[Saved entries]
= = = = =

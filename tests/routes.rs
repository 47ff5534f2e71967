use std::sync::Arc;

use axum::{
    body::Body,
    http::{header, Method, Request, StatusCode},
    Router,
};
use expense_tracker_api::{
    authentication::{Session, SessionKeys},
    database::PostgresConnection,
    email::{
        clients::{ConsoleMailer, FromAddress},
        Mailer, Templates,
    },
    rate_limit::MemoryRateLimiter,
    server::{app_router, build_state, Dependencies},
};
use serde_json::{json, Value};
use sqlx::postgres::PgPoolOptions;
use tower::ServiceExt;
use uuid::Uuid;

const SECRET: &[u8] = b"route-test-secret";

/// Routes backed by a pool that never connects. Only requests that are
/// answered before touching the database are usable here.
fn app() -> Router {
    let pool = PgPoolOptions::new()
        .connect_lazy("postgres://localhost/expense_tracker_unused")
        .unwrap();

    let mailer = Mailer::new(
        Arc::new(ConsoleMailer::new(FromAddress {
            name: "Expense Tracker".to_owned(),
            address: "noreply@example.com".to_owned(),
        })),
        Templates::new("http://localhost:3000").unwrap(),
    );

    let state = build_state(Dependencies {
        db: PostgresConnection::new(pool),
        mailer,
        session_keys: session_keys(),
        rate_limiter: Arc::new(MemoryRateLimiter::new()),
        chat_client: None,
    });

    app_router(state, &["https://app.example.com".to_owned()]).unwrap()
}

fn session_keys() -> SessionKeys {
    SessionKeys::new(SECRET, chrono::Duration::days(1))
}

fn bearer() -> String {
    let (token, _) = session_keys()
        .issue(&Session::new_for_user(Uuid::new_v4()))
        .unwrap();

    format!("Bearer {}", token)
}

async fn json_body(response: axum::response::Response) -> Value {
    let bytes = hyper::body::to_bytes(response.into_body()).await.unwrap();

    serde_json::from_slice(&bytes).unwrap()
}

#[tokio::test]
async fn protected_route_requires_token() {
    let response = app()
        .oneshot(
            Request::builder()
                .uri("/accounts")
                .body(Body::empty())
                .unwrap(),
        )
        .await
        .unwrap();

    assert_eq!(StatusCode::UNAUTHORIZED, response.status());
}

#[tokio::test]
async fn protected_route_rejects_forged_token() {
    let (forged, _) = SessionKeys::new(b"someone-else", chrono::Duration::days(1))
        .issue(&Session::new_for_user(Uuid::new_v4()))
        .unwrap();

    let response = app()
        .oneshot(
            Request::builder()
                .uri("/accounts")
                .header(header::AUTHORIZATION, format!("Bearer {}", forged))
                .body(Body::empty())
                .unwrap(),
        )
        .await
        .unwrap();

    assert_eq!(StatusCode::UNAUTHORIZED, response.status());
}

#[tokio::test]
async fn interest_calculator() {
    let request = json!({
        "principal": 10000,
        "rate": 5.0,
        "years": 2.0,
        "type": "simple",
    });

    let response = app()
        .oneshot(
            Request::builder()
                .method(Method::POST)
                .uri("/calculators/interest")
                .header(header::AUTHORIZATION, bearer())
                .header(header::CONTENT_TYPE, "application/json")
                .body(Body::from(request.to_string()))
                .unwrap(),
        )
        .await
        .unwrap();

    assert_eq!(StatusCode::OK, response.status());
    assert_eq!(
        json!({ "interest": 1000, "total": 11000 }),
        json_body(response).await
    );
}

#[tokio::test]
async fn interest_calculator_rejects_negative_principal() {
    let request = json!({
        "principal": -1,
        "rate": 5.0,
        "years": 2.0,
        "type": "compound",
    });

    let response = app()
        .oneshot(
            Request::builder()
                .method(Method::POST)
                .uri("/calculators/interest")
                .header(header::AUTHORIZATION, bearer())
                .header(header::CONTENT_TYPE, "application/json")
                .body(Body::from(request.to_string()))
                .unwrap(),
        )
        .await
        .unwrap();

    assert_eq!(StatusCode::BAD_REQUEST, response.status());
}

#[tokio::test]
async fn chat_without_provider_is_unavailable() {
    let response = app()
        .oneshot(
            Request::builder()
                .method(Method::POST)
                .uri("/ai/chat")
                .header(header::AUTHORIZATION, bearer())
                .header(header::CONTENT_TYPE, "application/json")
                .body(Body::from(json!({ "message": "How am I doing?" }).to_string()))
                .unwrap(),
        )
        .await
        .unwrap();

    assert_eq!(StatusCode::SERVICE_UNAVAILABLE, response.status());
}

#[tokio::test]
async fn cors_preflight_for_allowed_origin() {
    let response = app()
        .oneshot(
            Request::builder()
                .method(Method::OPTIONS)
                .uri("/accounts")
                .header(header::ORIGIN, "https://app.example.com")
                .header(header::ACCESS_CONTROL_REQUEST_METHOD, "POST")
                .body(Body::empty())
                .unwrap(),
        )
        .await
        .unwrap();

    assert_eq!(StatusCode::OK, response.status());
    assert_eq!(
        Some("https://app.example.com"),
        response
            .headers()
            .get(header::ACCESS_CONTROL_ALLOW_ORIGIN)
            .and_then(|value| value.to_str().ok())
    );
}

= = = = =

## Exercise details
The expected output is each line of the records above that includes the word "database".

## Solution for this task
    database::PostgresConnection,
/// answered before touching the database are usable here.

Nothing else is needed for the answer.